How do we become more vulnerable? Terry Gaspard wrote in her article “Vulnerability: The Secret to Divorce-Proofing Your Relationship” about ways to allow yourself to be more vulnerable. She is a licensed social worker and contributor to the Huffington Post who suggests practicing “self-disclosing thoughts, feelings, and desires without self-blame.” This is the all-too-famous “I feel…” statements when discussing things that matter to you. If you find yourself getting irritable at something with your spouse, pinpoint the problem to how the behavior makes you feel and discuss that. With this, you and your spouse can explore the situation deeply and come to a solution together; which will strengthen your marriage. Gaspard’s other suggestion is to avoid allowing past hurt to direct your actions now.
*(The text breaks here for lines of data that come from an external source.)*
//! The curated attribute table behind the standard dictionary.
//!
//! The table covers the command set, the file meta group, and the
//! standard attributes this stack manipulates or is commonly asked for.
//! It is not the full PS3.6 table; unknown attributes resolve to `UN`
//! under implicit VR, as permitted for a dictionary collaborator.

use dcm_core::dictionary::DictionaryEntry;
use dcm_core::{Tag, VR};

macro_rules! entry {
    ($group:literal, $elem:literal, $keyword:literal, $name:literal, [$($vr:ident),+], $vm:literal) => {
        DictionaryEntry {
            tag: Tag($group, $elem),
            keyword: $keyword,
            name: $name,
            vrs: &[$(VR::$vr),+],
            vm: $vm,
            retired: false,
        }
    };
    ($group:literal, $elem:literal, $keyword:literal, $name:literal, [$($vr:ident),+], $vm:literal, retired) => {
        DictionaryEntry {
            tag: Tag($group, $elem),
            keyword: $keyword,
            name: $name,
            vrs: &[$(VR::$vr),+],
            vm: $vm,
            retired: true,
        }
    };
}

pub const ENTRIES: &[DictionaryEntry] = &[
    // command set (PS3.7)
    entry!(0x0000, 0x0000, "CommandGroupLength", "Command Group Length", [UL], "1"),
    entry!(0x0000, 0x0002, "AffectedSOPClassUID", "Affected SOP Class UID", [UI], "1"),
    entry!(0x0000, 0x0003, "RequestedSOPClassUID", "Requested SOP Class UID", [UI], "1"),
    entry!(0x0000, 0x0100, "CommandField", "Command Field", [US], "1"),
    entry!(0x0000, 0x0110, "MessageID", "Message ID", [US], "1"),
    entry!(0x0000, 0x0120, "MessageIDBeingRespondedTo", "Message ID Being Responded To", [US], "1"),
    entry!(0x0000, 0x0600, "MoveDestination", "Move Destination", [AE], "1"),
    entry!(0x0000, 0x0700, "Priority", "Priority", [US], "1"),
    entry!(0x0000, 0x0800, "CommandDataSetType", "Command Data Set Type", [US], "1"),
    entry!(0x0000, 0x0900, "Status", "Status", [US], "1"),
    entry!(0x0000, 0x0902, "ErrorComment", "Error Comment", [LO], "1"),
    // file meta group (PS3.10)
    entry!(0x0002, 0x0000, "FileMetaInformationGroupLength", "File Meta Information Group Length", [UL], "1"),
    entry!(0x0002, 0x0001, "FileMetaInformationVersion", "File Meta Information Version", [OB], "1"),
    entry!(0x0002, 0x0002, "MediaStorageSOPClassUID", "Media Storage SOP Class UID", [UI], "1"),
    entry!(0x0002, 0x0003, "MediaStorageSOPInstanceUID", "Media Storage SOP Instance UID", [UI], "1"),
    entry!(0x0002, 0x0010, "TransferSyntaxUID", "Transfer Syntax UID", [UI], "1"),
    entry!(0x0002, 0x0012, "ImplementationClassUID", "Implementation Class UID", [UI], "1"),
    entry!(0x0002, 0x0013, "ImplementationVersionName", "Implementation Version Name", [SH], "1"),
    entry!(0x0002, 0x0016, "SourceApplicationEntityTitle", "Source Application Entity Title", [AE], "1"),
    entry!(0x0002, 0x0017, "SendingApplicationEntityTitle", "Sending Application Entity Title", [AE], "1"),
    entry!(0x0002, 0x0018, "ReceivingApplicationEntityTitle", "Receiving Application Entity Title", [AE], "1"),
    entry!(0x0002, 0x0100, "PrivateInformationCreatorUID", "Private Information Creator UID", [UI], "1"),
    entry!(0x0002, 0x0102, "PrivateInformation", "Private Information", [OB], "1"),
    // group 0008
    entry!(0x0008, 0x0005, "SpecificCharacterSet", "Specific Character Set", [CS], "1-n"),
    entry!(0x0008, 0x0008, "ImageType", "Image Type", [CS], "2-n"),
    entry!(0x0008, 0x0016, "SOPClassUID", "SOP Class UID", [UI], "1"),
    entry!(0x0008, 0x0018, "SOPInstanceUID", "SOP Instance UID", [UI], "1"),
    entry!(0x0008, 0x0020, "StudyDate", "Study Date", [DA], "1"),
    entry!(0x0008, 0x0021, "SeriesDate", "Series Date", [DA], "1"),
    entry!(0x0008, 0x0022, "AcquisitionDate", "Acquisition Date", [DA], "1"),
    entry!(0x0008, 0x0023, "ContentDate", "Content Date", [DA], "1"),
    entry!(0x0008, 0x0030, "StudyTime", "Study Time", [TM], "1"),
    entry!(0x0008, 0x0031, "SeriesTime", "Series Time", [TM], "1"),
    entry!(0x0008, 0x0033, "ContentTime", "Content Time", [TM], "1"),
    entry!(0x0008, 0x0050, "AccessionNumber", "Accession Number", [SH], "1"),
    entry!(0x0008, 0x0060, "Modality", "Modality", [CS], "1"),
    entry!(0x0008, 0x0064, "ConversionType", "Conversion Type", [CS], "1"),
    entry!(0x0008, 0x0070, "Manufacturer", "Manufacturer", [LO], "1"),
    entry!(0x0008, 0x0080, "InstitutionName", "Institution Name", [LO], "1"),
    entry!(0x0008, 0x0090, "ReferringPhysicianName", "Referring Physician's Name", [PN], "1"),
    entry!(0x0008, 0x1030, "StudyDescription", "Study Description", [LO], "1"),
    entry!(0x0008, 0x103E, "SeriesDescription", "Series Description", [LO], "1"),
    entry!(0x0008, 0x1090, "ManufacturerModelName", "Manufacturer's Model Name", [LO], "1"),
    entry!(0x0008, 0x1140, "ReferencedImageSequence", "Referenced Image Sequence", [SQ], "1"),
    entry!(0x0008, 0x1150, "ReferencedSOPClassUID", "Referenced SOP Class UID", [UI], "1"),
    entry!(0x0008, 0x1155, "ReferencedSOPInstanceUID", "Referenced SOP Instance UID", [UI], "1"),
    entry!(0x0008, 0x2112, "SourceImageSequence", "Source Image Sequence", [SQ], "1"),
    // group 0010
    entry!(0x0010, 0x0010, "PatientName", "Patient's Name", [PN], "1"),
    entry!(0x0010, 0x0020, "PatientID", "Patient ID", [LO], "1"),
    entry!(0x0010, 0x0030, "PatientBirthDate", "Patient's Birth Date", [DA], "1"),
    entry!(0x0010, 0x0040, "PatientSex", "Patient's Sex", [CS], "1"),
    entry!(0x0010, 0x1010, "PatientAge", "Patient's Age", [AS], "1"),
    entry!(0x0010, 0x1030, "PatientWeight", "Patient's Weight", [DS], "1"),
    entry!(0x0010, 0x4000, "PatientComments", "Patient Comments", [LT], "1"),
    // group 0018
    entry!(0x0018, 0x0015, "BodyPartExamined", "Body Part Examined", [CS], "1"),
    entry!(0x0018, 0x0050, "SliceThickness", "Slice Thickness", [DS], "1"),
    entry!(0x0018, 0x0060, "KVP", "KVP", [DS], "1"),
    entry!(0x0018, 0x1020, "SoftwareVersions", "Software Versions", [LO], "1-n"),
    entry!(0x0018, 0x5100, "PatientPosition", "Patient Position", [CS], "1"),
    // group 0020
    entry!(0x0020, 0x000D, "StudyInstanceUID", "Study Instance UID", [UI], "1"),
    entry!(0x0020, 0x000E, "SeriesInstanceUID", "Series Instance UID", [UI], "1"),
    entry!(0x0020, 0x0010, "StudyID", "Study ID", [SH], "1"),
    entry!(0x0020, 0x0011, "SeriesNumber", "Series Number", [IS], "1"),
    entry!(0x0020, 0x0013, "InstanceNumber", "Instance Number", [IS], "1"),
    entry!(0x0020, 0x0032, "ImagePositionPatient", "Image Position (Patient)", [DS], "3"),
    entry!(0x0020, 0x0037, "ImageOrientationPatient", "Image Orientation (Patient)", [DS], "6"),
    entry!(0x0020, 0x0052, "FrameOfReferenceUID", "Frame of Reference UID", [UI], "1"),
    entry!(0x0020, 0x4000, "ImageComments", "Image Comments", [LT], "1"),
    // group 0028
    entry!(0x0028, 0x0002, "SamplesPerPixel", "Samples per Pixel", [US], "1"),
    entry!(0x0028, 0x0004, "PhotometricInterpretation", "Photometric Interpretation", [CS], "1"),
    entry!(0x0028, 0x0006, "PlanarConfiguration", "Planar Configuration", [US], "1"),
    entry!(0x0028, 0x0008, "NumberOfFrames", "Number of Frames", [IS], "1"),
    entry!(0x0028, 0x0010, "Rows", "Rows", [US], "1"),
    entry!(0x0028, 0x0011, "Columns", "Columns", [US], "1"),
    entry!(0x0028, 0x0030, "PixelSpacing", "Pixel Spacing", [DS], "2"),
    entry!(0x0028, 0x0100, "BitsAllocated", "Bits Allocated", [US], "1"),
    entry!(0x0028, 0x0101, "BitsStored", "Bits Stored", [US], "1"),
    entry!(0x0028, 0x0102, "HighBit", "High Bit", [US], "1"),
    entry!(0x0028, 0x0103, "PixelRepresentation", "Pixel Representation", [US], "1"),
    entry!(0x0028, 0x0106, "SmallestImagePixelValue", "Smallest Image Pixel Value", [US, SS], "1"),
    entry!(0x0028, 0x0107, "LargestImagePixelValue", "Largest Image Pixel Value", [US, SS], "1"),
    entry!(0x0028, 0x1050, "WindowCenter", "Window Center", [DS], "1-n"),
    entry!(0x0028, 0x1051, "WindowWidth", "Window Width", [DS], "1-n"),
    entry!(0x0028, 0x1052, "RescaleIntercept", "Rescale Intercept", [DS], "1"),
    entry!(0x0028, 0x1053, "RescaleSlope", "Rescale Slope", [DS], "1"),
    entry!(0x0028, 0x1101, "RedPaletteColorLookupTableDescriptor", "Red Palette Color Lookup Table Descriptor", [US, SS], "3"),
    entry!(0x0028, 0x1102, "GreenPaletteColorLookupTableDescriptor", "Green Palette Color Lookup Table Descriptor", [US, SS], "3"),
    entry!(0x0028, 0x1103, "BluePaletteColorLookupTableDescriptor", "Blue Palette Color Lookup Table Descriptor", [US, SS], "3"),
    entry!(0x0028, 0x1201, "RedPaletteColorLookupTableData", "Red Palette Color Lookup Table Data", [OW], "1"),
    entry!(0x0028, 0x1202, "GreenPaletteColorLookupTableData", "Green Palette Color Lookup Table Data", [OW], "1"),
    entry!(0x0028, 0x1203, "BluePaletteColorLookupTableData", "Blue Palette Color Lookup Table Data", [OW], "1"),
    entry!(0x0028, 0x3002, "LUTDescriptor", "LUT Descriptor", [US, SS], "3"),
    entry!(0x0028, 0x3003, "LUTExplanation", "LUT Explanation", [LO], "1"),
    entry!(0x0028, 0x3006, "LUTData", "LUT Data", [US, OW], "1-n"),
    entry!(0x0028, 0x3010, "VOILUTSequence", "VOI LUT Sequence", [SQ], "1"),
    // group 0032
    entry!(0x0032, 0x1060, "RequestedProcedureDescription", "Requested Procedure Description", [LO], "1"),
    // group 0040
    entry!(0x0040, 0x0254, "PerformedProcedureStepDescription", "Performed Procedure Step Description", [LO], "1"),
    entry!(0x0040, 0xA730, "ContentSequence", "Content Sequence", [SQ], "1"),
    // group 7FE0
    entry!(0x7FE0, 0x0001, "ExtendedOffsetTable", "Extended Offset Table", [OV], "1"),
    entry!(0x7FE0, 0x0002, "ExtendedOffsetTableLengths", "Extended Offset Table Lengths", [OV], "1"),
    entry!(0x7FE0, 0x0010, "PixelData", "Pixel Data", [OB, OW], "1"),
];

#[cfg(test)]
mod tests {
    use super::ENTRIES;

    #[test]
    fn entries_are_sorted_and_unique() {
        for pair in ENTRIES.windows(2) {
            assert!(
                pair[0].tag < pair[1].tag,
                "{} must precede {}",
                pair[0].tag,
                pair[1].tag
            );
        }
    }
}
It can be difficult to want to open up yourself when you are still feeling hurt from past circumstances, so starting a little at a time doesn’t hurt. Acknowledge the little efforts your spouse makes to understand you, even if they don’t completely. This may take time, but the ultimate goal is to create a sustainable, predictable bond with your spouse that will carry with you for the rest of your marriage.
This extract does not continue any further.